My idea is designed for all students going through our public education system. This shift in mindset could change how everyone perceives death. Through education we can better prepare all people for this truly beautiful part of life. We were not meant to be here forever. We were meant to come in to this world, find our "why" & use that to enhance the lives of others. I watched my grandmother embrace death & the process was beautiful & inspiring. We need to empower everyone the way she did me.

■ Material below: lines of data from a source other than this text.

pub mod config;
pub mod db;
pub mod error;
pub mod models;
pub mod routes;
pub mod services;
pub mod state;
pub mod stores;
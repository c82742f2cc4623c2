pub mod cache_policy;
pub mod context;
pub mod generators;
pub mod ranking;
pub mod recommendations;

pub use generators::{BaselineScoring, CandidateGenerators, CategoryMappings, ScoringPolicy};
pub use recommendations::RecommendationService;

My idea would be to include a Death & Dying class in all schools. Education can make any situation that is daunting or scary much less frightening. I was lucky enough to have a wonderful woman in my life named Annamae Kelly. She was my grandmother. She taught me some amazing life lessons, but the best was how to embrace death as a natural part of life. She embraced her death & the process included everyone in our family as we gathered at home to witness the best life lesson one could ever teach. She had a blood clot that could have been medically treated but chose instead to embrace the natural process of death & invited our entire family to be with her as she faced what most fear. I was also lucky enough to have attended a high school that taught Death & Dying in the curriculum. I learned about death & grief. When you understand something it is no longer scary. We need to start educating everyone to embrace death as a natural part of life & to use our mortality as something positive to change lives forever.

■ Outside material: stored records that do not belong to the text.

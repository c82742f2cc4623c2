use std::sync::Arc;

use chrono::Utc;
use uuid::Uuid;

use crate::error::{AppError, AppResult};
use crate::models::{ActionType, DeviceType, Recommendation, UserInteraction};
use crate::services::cache_policy::cache_ttl;
use crate::services::context::build_context;
use crate::services::generators::{
    BaselineScoring, CandidateGenerators, CategoryMappings, ScoringPolicy,
};
use crate::services::ranking::dedupe_and_rank;
use crate::stores::{InteractionStore, ProductStore, RecommendationCache};

/// Public entry point of the recommendation core
///
/// Coordinates cache lookup, context derivation, candidate generation,
/// ranking, cache population, and event recording. All collaborators are
/// capability traits, so the orchestrator runs identically over Postgres and
/// Redis or over in-memory fakes.
pub struct RecommendationService {
    generators: CandidateGenerators,
    interactions: Arc<dyn InteractionStore>,
    cache: Arc<dyn RecommendationCache>,
    region: String,
}

impl RecommendationService {
    pub fn new(
        products: Arc<dyn ProductStore>,
        interactions: Arc<dyn InteractionStore>,
        cache: Arc<dyn RecommendationCache>,
        mappings: CategoryMappings,
        region: String,
    ) -> Self {
        Self::with_scoring(
            products,
            interactions,
            cache,
            mappings,
            region,
            Arc::new(BaselineScoring),
        )
    }

    /// Constructor taking an explicit scoring policy
    pub fn with_scoring(
        products: Arc<dyn ProductStore>,
        interactions: Arc<dyn InteractionStore>,
        cache: Arc<dyn RecommendationCache>,
        mappings: CategoryMappings,
        region: String,
        scoring: Arc<dyn ScoringPolicy>,
    ) -> Self {
        Self {
            generators: CandidateGenerators::new(products, mappings, scoring),
            interactions,
            cache,
            region,
        }
    }

    /// Returns the ranked recommendation set for a user
    ///
    /// A cache hit requires a clean read returning a non-empty list; a
    /// failed read logs and falls through to full regeneration. A failed
    /// cache write after regeneration is fatal: the fresh list is surfaced
    /// only as an error, never returned alongside one.
    pub async fn get_recommendations(
        &self,
        user_id: i64,
        device: DeviceType,
    ) -> AppResult<Vec<Recommendation>> {
        if user_id <= 0 {
            return Err(AppError::InvalidInput(format!(
                "user_id must be positive, got {}",
                user_id
            )));
        }

        match self.cache.get(user_id).await {
            Ok(Some(cached)) if !cached.is_empty() => {
                tracing::debug!(user_id, count = cached.len(), "Recommendation cache hit");
                return Ok(cached);
            }
            Ok(_) => {
                tracing::debug!(user_id, "Recommendation cache miss");
            }
            Err(e) => {
                tracing::warn!(user_id, error = %e, "Cache read failed, regenerating");
            }
        }

        let context = build_context(Utc::now(), device, &self.region);

        // The generators have no data dependency on one another; fan out and
        // merge in fixed order so first-seen-wins stays reproducible.
        let (seasonal, time_based, popularity) = tokio::join!(
            self.generators.seasonal(&context),
            self.generators.time_based(&context),
            self.generators.popularity(&context),
        );

        let mut candidates = seasonal;
        candidates.extend(time_based);
        candidates.extend(popularity);

        let ranked = dedupe_and_rank(candidates);

        let ttl = cache_ttl(&context);
        self.cache.set(user_id, &ranked, ttl).await?;

        tracing::info!(
            user_id,
            count = ranked.len(),
            ttl,
            season = ?context.season,
            time_of_day = %context.time_of_day,
            "Generated recommendations"
        );

        Ok(ranked)
    }

    /// Records an interaction and invalidates the user's cached set
    ///
    /// The interaction is stamped with its action weight and the current
    /// timestamp before persisting. Persistence failure skips invalidation
    /// and is surfaced; invalidation failure is surfaced even though the
    /// interaction is already durable, so the caller knows the cache may be
    /// stale.
    pub async fn record_event(
        &self,
        user_id: i64,
        product_id: Uuid,
        action_type: ActionType,
    ) -> AppResult<()> {
        if user_id <= 0 {
            return Err(AppError::InvalidInput(format!(
                "user_id must be positive, got {}",
                user_id
            )));
        }

        let interaction = UserInteraction {
            id: 0, // assigned by the store
            user_id,
            product_id,
            action_type,
            weight: action_type.weight(),
            timestamp: Utc::now(),
        };

        self.interactions.save_interaction(&interaction).await?;
        self.cache.invalidate(user_id).await?;

        tracing::info!(user_id, %product_id, action = ?action_type, "Recorded interaction");

        Ok(())
    }
}

#[cfg(test)]
mod tests {
    use super::*;
    use crate::stores::{MockInteractionStore, MockProductStore, MockRecommendationCache};
    use mockall::predicate::eq;

    fn service(
        products: MockProductStore,
        interactions: MockInteractionStore,
        cache: MockRecommendationCache,
    ) -> RecommendationService {
        RecommendationService::new(
            Arc::new(products),
            Arc::new(interactions),
            Arc::new(cache),
            CategoryMappings::default(),
            "US".to_string(),
        )
    }

    fn sample_product(id: Uuid) -> crate::models::Product {
        let now = Utc::now();
        crate::models::Product {
            id,
            name: "widget".to_string(),
            price: 1999,
            discount_price: 1499,
            category_id: Uuid::new_v4(),
            tags: vec![],
            created_at: now,
            updated_at: now,
        }
    }

    #[tokio::test]
    async fn test_rejects_non_positive_user_id() {
        let svc = service(
            MockProductStore::new(),
            MockInteractionStore::new(),
            MockRecommendationCache::new(),
        );

        let err = svc
            .get_recommendations(0, DeviceType::Mobile)
            .await
            .unwrap_err();
        assert!(matches!(err, AppError::InvalidInput(_)));

        let err = svc
            .record_event(-3, Uuid::new_v4(), ActionType::View)
            .await
            .unwrap_err();
        assert!(matches!(err, AppError::InvalidInput(_)));
    }

    #[tokio::test]
    async fn test_non_empty_cached_set_is_served_without_regeneration() {
        let cached = vec![Recommendation::new(Uuid::new_v4(), 85.0, "trending")];
        let expected = cached.clone();

        let mut cache = MockRecommendationCache::new();
        cache
            .expect_get()
            .with(eq(7))
            .returning(move |_| Ok(Some(cached.clone())));
        cache.expect_set().never();

        let mut products = MockProductStore::new();
        products.expect_get_popular_products().never();

        let svc = service(products, MockInteractionStore::new(), cache);
        let result = svc.get_recommendations(7, DeviceType::Mobile).await.unwrap();
        assert_eq!(result, expected);
    }

    #[tokio::test]
    async fn test_empty_cached_set_is_not_a_hit() {
        let product_id = Uuid::new_v4();

        let mut cache = MockRecommendationCache::new();
        cache.expect_get().returning(|_| Ok(Some(Vec::new())));
        cache.expect_set().times(1).returning(|_, _, _| Ok(()));

        let mut products = MockProductStore::new();
        products
            .expect_get_popular_products()
            .returning(move |_, _| Ok(vec![sample_product(product_id)]));

        let svc = service(products, MockInteractionStore::new(), cache);
        let result = svc.get_recommendations(7, DeviceType::Mobile).await.unwrap();
        assert_eq!(result.len(), 1);
        assert_eq!(result[0].product_id, product_id);
        assert_eq!(result[0].reason, "trending");
    }

    #[tokio::test]
    async fn test_cache_read_failure_falls_through_to_regeneration() {
        let product_id = Uuid::new_v4();

        let mut cache = MockRecommendationCache::new();
        cache
            .expect_get()
            .returning(|_| Err(AppError::Internal("redis down".to_string())));
        cache.expect_set().times(1).returning(|_, _, _| Ok(()));

        let mut products = MockProductStore::new();
        products
            .expect_get_popular_products()
            .returning(move |_, _| Ok(vec![sample_product(product_id)]));

        let svc = service(products, MockInteractionStore::new(), cache);
        let result = svc.get_recommendations(7, DeviceType::Mobile).await.unwrap();
        assert_eq!(result.len(), 1);
    }

    #[tokio::test]
    async fn test_cache_write_failure_is_fatal() {
        let mut cache = MockRecommendationCache::new();
        cache.expect_get().returning(|_| Ok(None));
        cache
            .expect_set()
            .returning(|_, _, _| Err(AppError::Internal("redis down".to_string())));

        let mut products = MockProductStore::new();
        products
            .expect_get_popular_products()
            .returning(|_, _| Ok(vec![sample_product(Uuid::new_v4())]));

        let svc = service(products, MockInteractionStore::new(), cache);
        let err = svc
            .get_recommendations(7, DeviceType::Mobile)
            .await
            .unwrap_err();
        assert!(matches!(err, AppError::Internal(_)));
    }

    #[tokio::test]
    async fn test_generator_failure_degrades_instead_of_failing() {
        let mut cache = MockRecommendationCache::new();
        cache.expect_get().returning(|_| Ok(None));
        cache.expect_set().times(1).returning(|_, _, _| Ok(()));

        let mut products = MockProductStore::new();
        products
            .expect_get_popular_products()
            .returning(|_, _| Err(AppError::Internal("store down".to_string())));

        let svc = service(products, MockInteractionStore::new(), cache);
        let result = svc.get_recommendations(7, DeviceType::Mobile).await.unwrap();
        assert!(result.is_empty());
    }

    #[tokio::test]
    async fn test_record_event_stamps_weight_and_invalidates() {
        let product_id = Uuid::new_v4();

        let mut interactions = MockInteractionStore::new();
        interactions
            .expect_save_interaction()
            .withf(move |i| {
                i.user_id == 7
                    && i.product_id == product_id
                    && i.action_type == ActionType::Purchase
                    && i.weight == 50
            })
            .times(1)
            .returning(|_| Ok(()));

        let mut cache = MockRecommendationCache::new();
        cache
            .expect_invalidate()
            .with(eq(7))
            .times(1)
            .returning(|_| Ok(()));

        let svc = service(MockProductStore::new(), interactions, cache);
        svc.record_event(7, product_id, ActionType::Purchase)
            .await
            .unwrap();
    }

    #[tokio::test]
    async fn test_record_event_skips_invalidation_when_persistence_fails() {
        let mut interactions = MockInteractionStore::new();
        interactions
            .expect_save_interaction()
            .returning(|_| Err(AppError::Internal("db down".to_string())));

        let mut cache = MockRecommendationCache::new();
        cache.expect_invalidate().never();

        let svc = service(MockProductStore::new(), interactions, cache);
        let err = svc
            .record_event(7, Uuid::new_v4(), ActionType::View)
            .await
            .unwrap_err();
        assert!(matches!(err, AppError::Internal(_)));
    }

    #[tokio::test]
    async fn test_record_event_surfaces_invalidation_failure() {
        let mut interactions = MockInteractionStore::new();
        interactions
            .expect_save_interaction()
            .times(1)
            .returning(|_| Ok(()));

        let mut cache = MockRecommendationCache::new();
        cache
            .expect_invalidate()
            .returning(|_| Err(AppError::Internal("redis down".to_string())));

        let svc = service(MockProductStore::new(), interactions, cache);
        let err = svc
            .record_event(7, Uuid::new_v4(), ActionType::View)
            .await
            .unwrap_err();
        assert!(matches!(err, AppError::Internal(_)));
    }
}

What early, lightweight experiment might you try out in your own community to find out if the idea will meet your expectations?

Perhaps design a unit on death & dying to be included at the High School where I teach & after survey the students involved on the perceived benefits of the program. I have been in education for 20 years & we are forgetting to teach the "whole" being. Recently we lost a student to suicide & I have watched as an entire school of 2,000 struggled to understand, recover & grieve. We need to redesign education now & include programs like these with the same rigor we give our standardized testing prep

What skills, input or guidance from the OpenIDEO community would be most helpful in building out or refining your idea?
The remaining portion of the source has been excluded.